[RECORDS FOR PROCESSING]
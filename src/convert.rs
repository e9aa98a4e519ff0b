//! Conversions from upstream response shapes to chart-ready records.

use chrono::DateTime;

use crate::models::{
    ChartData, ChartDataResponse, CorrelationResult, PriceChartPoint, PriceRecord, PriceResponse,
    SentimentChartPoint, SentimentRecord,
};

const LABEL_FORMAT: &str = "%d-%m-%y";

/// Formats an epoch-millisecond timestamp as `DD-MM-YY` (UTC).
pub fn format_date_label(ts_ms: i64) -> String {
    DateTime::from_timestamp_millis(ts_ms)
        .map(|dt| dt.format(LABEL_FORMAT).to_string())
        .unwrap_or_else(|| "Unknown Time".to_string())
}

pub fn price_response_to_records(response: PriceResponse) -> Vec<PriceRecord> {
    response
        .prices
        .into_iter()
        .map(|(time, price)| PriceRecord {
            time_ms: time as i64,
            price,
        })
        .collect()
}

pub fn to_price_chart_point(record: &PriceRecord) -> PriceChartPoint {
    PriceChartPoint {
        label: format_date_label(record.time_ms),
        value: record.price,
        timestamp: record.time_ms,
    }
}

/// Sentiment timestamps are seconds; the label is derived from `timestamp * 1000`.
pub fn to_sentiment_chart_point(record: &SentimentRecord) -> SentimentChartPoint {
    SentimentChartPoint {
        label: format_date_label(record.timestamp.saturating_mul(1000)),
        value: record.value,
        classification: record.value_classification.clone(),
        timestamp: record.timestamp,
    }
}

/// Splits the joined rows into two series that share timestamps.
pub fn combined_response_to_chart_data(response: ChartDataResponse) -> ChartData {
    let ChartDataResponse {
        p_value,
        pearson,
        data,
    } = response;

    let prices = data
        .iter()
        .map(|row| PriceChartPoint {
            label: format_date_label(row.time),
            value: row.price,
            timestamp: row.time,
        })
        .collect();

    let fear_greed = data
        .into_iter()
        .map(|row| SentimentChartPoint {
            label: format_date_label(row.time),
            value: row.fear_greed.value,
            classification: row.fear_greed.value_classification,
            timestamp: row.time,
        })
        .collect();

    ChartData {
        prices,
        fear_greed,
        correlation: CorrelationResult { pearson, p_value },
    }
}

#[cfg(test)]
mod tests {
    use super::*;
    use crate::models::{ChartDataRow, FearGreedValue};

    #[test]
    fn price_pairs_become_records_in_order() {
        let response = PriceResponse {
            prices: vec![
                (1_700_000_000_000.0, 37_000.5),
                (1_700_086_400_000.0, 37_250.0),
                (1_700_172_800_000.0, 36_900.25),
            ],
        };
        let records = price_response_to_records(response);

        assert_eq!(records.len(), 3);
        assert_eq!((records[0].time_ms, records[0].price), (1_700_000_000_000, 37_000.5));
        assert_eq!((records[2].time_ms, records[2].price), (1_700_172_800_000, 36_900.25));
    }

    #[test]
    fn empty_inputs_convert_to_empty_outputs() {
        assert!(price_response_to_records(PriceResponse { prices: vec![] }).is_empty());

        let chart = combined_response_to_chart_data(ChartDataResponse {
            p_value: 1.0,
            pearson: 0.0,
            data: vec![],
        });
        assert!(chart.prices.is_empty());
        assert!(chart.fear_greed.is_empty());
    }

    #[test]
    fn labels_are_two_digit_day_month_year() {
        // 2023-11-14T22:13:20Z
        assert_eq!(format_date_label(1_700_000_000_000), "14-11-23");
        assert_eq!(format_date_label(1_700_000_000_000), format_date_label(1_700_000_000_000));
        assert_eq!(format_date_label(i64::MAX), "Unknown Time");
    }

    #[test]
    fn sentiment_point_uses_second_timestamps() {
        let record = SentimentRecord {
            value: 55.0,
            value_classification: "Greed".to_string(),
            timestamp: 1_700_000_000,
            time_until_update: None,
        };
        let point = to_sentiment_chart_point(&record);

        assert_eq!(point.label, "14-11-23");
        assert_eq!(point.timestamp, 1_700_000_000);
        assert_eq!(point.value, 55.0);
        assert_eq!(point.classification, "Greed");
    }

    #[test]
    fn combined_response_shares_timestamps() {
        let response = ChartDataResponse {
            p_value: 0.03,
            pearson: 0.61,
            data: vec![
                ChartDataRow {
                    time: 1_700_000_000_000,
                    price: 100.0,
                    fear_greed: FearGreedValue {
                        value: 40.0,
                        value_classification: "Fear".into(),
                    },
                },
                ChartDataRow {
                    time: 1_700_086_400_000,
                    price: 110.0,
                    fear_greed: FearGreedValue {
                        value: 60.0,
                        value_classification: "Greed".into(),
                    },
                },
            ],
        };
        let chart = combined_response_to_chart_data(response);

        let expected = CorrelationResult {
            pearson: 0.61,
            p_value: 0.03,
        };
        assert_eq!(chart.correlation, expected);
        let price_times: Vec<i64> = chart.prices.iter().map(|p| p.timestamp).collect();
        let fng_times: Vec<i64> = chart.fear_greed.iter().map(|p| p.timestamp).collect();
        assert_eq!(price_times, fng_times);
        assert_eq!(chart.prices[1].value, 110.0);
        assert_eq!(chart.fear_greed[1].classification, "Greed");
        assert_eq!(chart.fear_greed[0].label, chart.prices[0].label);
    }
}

* * *

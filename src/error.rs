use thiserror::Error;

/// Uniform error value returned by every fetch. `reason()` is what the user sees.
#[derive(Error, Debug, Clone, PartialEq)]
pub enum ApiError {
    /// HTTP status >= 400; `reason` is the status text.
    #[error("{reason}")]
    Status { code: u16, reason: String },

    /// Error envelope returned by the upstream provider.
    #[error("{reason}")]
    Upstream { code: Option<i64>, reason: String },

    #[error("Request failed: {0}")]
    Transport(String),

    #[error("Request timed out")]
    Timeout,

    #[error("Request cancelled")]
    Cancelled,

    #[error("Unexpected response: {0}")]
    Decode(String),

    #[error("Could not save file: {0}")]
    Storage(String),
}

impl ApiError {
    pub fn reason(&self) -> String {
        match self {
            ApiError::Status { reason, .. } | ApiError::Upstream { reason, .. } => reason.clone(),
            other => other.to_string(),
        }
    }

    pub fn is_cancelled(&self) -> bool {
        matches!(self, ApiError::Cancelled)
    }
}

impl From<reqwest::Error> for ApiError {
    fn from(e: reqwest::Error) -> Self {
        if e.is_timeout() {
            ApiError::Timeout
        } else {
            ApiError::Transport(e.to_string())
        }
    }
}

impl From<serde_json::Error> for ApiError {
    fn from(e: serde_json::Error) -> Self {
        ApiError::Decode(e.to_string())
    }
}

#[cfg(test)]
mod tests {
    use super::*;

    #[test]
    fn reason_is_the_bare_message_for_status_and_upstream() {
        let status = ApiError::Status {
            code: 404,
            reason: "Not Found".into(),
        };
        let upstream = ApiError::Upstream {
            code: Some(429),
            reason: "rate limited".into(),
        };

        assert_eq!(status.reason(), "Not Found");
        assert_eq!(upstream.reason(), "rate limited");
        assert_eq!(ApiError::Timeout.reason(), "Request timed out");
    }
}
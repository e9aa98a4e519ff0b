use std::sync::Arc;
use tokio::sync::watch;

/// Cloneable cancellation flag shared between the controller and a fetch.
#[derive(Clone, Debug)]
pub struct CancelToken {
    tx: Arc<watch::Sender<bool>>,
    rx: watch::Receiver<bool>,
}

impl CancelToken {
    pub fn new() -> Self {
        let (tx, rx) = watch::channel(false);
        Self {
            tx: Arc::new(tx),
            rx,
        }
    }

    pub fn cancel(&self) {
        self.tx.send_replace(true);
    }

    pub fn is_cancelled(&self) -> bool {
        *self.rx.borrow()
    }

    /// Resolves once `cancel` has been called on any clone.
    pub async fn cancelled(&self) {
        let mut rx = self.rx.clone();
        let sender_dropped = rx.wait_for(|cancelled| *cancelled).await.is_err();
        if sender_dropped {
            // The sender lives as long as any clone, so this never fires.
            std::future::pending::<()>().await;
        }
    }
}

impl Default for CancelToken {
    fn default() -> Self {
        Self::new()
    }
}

[BRIEF] Take every line from the data above that holds "timed" and copy it out.

[THE COMPLETED TASK]
    #[error("Request timed out")]
        assert_eq!(ApiError::Timeout.reason(), "Request timed out");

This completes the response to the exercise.